Stored data
···
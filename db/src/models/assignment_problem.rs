use chrono::{DateTime, Utc};
use sea_orm::entity::prelude::*;
use sea_orm::{ConnectionTrait, QueryOrder, Set};

use crate::timestamps::Timestamped;

/// A problem attached to an assignment, with its point value and display
/// position. Unique per `(assignment_id, problem_id)`.
#[derive(Clone, Debug, PartialEq, Eq, DeriveEntityModel)]
#[sea_orm(table_name = "assignment_problems")]
pub struct Model {
    #[sea_orm(primary_key)]
    pub id: i64,
    pub assignment_id: i64,
    pub problem_id: i64,
    /// Contribution to the assignment's max score.
    pub points: i64,
    pub order_index: i32,
    pub created_at: DateTime<Utc>,
    pub updated_at: DateTime<Utc>,
}

#[derive(Copy, Clone, Debug, EnumIter, DeriveRelation)]
pub enum Relation {
    #[sea_orm(
        belongs_to = "super::assignment::Entity",
        from = "Column::AssignmentId",
        to = "super::assignment::Column::Id"
    )]
    Assignment,
    #[sea_orm(
        belongs_to = "super::problem::Entity",
        from = "Column::ProblemId",
        to = "super::problem::Column::Id"
    )]
    Problem,
}

impl Related<super::assignment::Entity> for Entity {
    fn to() -> RelationDef {
        Relation::Assignment.def()
    }
}

impl Related<super::problem::Entity> for Entity {
    fn to() -> RelationDef {
        Relation::Problem.def()
    }
}

impl Timestamped for ActiveModel {
    fn set_created_at(&mut self, at: DateTime<Utc>) {
        self.created_at = Set(at);
    }

    fn set_updated_at(&mut self, at: DateTime<Utc>) {
        self.updated_at = Set(at);
    }
}

#[async_trait::async_trait]
impl ActiveModelBehavior for ActiveModel {
    async fn before_save<C>(mut self, _db: &C, insert: bool) -> Result<Self, DbErr>
    where
        C: ConnectionTrait,
    {
        self.stamp(Utc::now(), insert);
        Ok(self)
    }
}

impl Model {
    /// Problems of an assignment in display order.
    pub async fn find_by_assignment<C>(db: &C, assignment_id: i64) -> Result<Vec<Self>, DbErr>
    where
        C: ConnectionTrait,
    {
        Entity::find()
            .filter(Column::AssignmentId.eq(assignment_id))
            .order_by_asc(Column::OrderIndex)
            .order_by_asc(Column::Id)
            .all(db)
            .await
    }

    pub async fn find_one<C>(
        db: &C,
        assignment_id: i64,
        problem_id: i64,
    ) -> Result<Option<Self>, DbErr>
    where
        C: ConnectionTrait,
    {
        Entity::find()
            .filter(Column::AssignmentId.eq(assignment_id))
            .filter(Column::ProblemId.eq(problem_id))
            .one(db)
            .await
    }

    /// Sum of points over the assignment's current problems.
    pub async fn total_points<C>(db: &C, assignment_id: i64) -> Result<i64, DbErr>
    where
        C: ConnectionTrait,
    {
        Ok(Self::find_by_assignment(db, assignment_id)
            .await?
            .iter()
            .map(|p| p.points)
            .sum())
    }
}
pub mod m202610010001_create_problems;
pub mod m202610010002_create_assignments;
pub mod m202610010003_create_assignment_problems;
pub mod m202610010004_create_assignment_users;
pub mod m202610010005_create_submissions;
pub mod m202610010006_create_best_submissions;
pub mod m202610010007_create_roster_sync_failures;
···
Problem description -> From the entries above, tally the lines that contain the string "Related". Report the total and nothing more.

Solution to this problem -> 2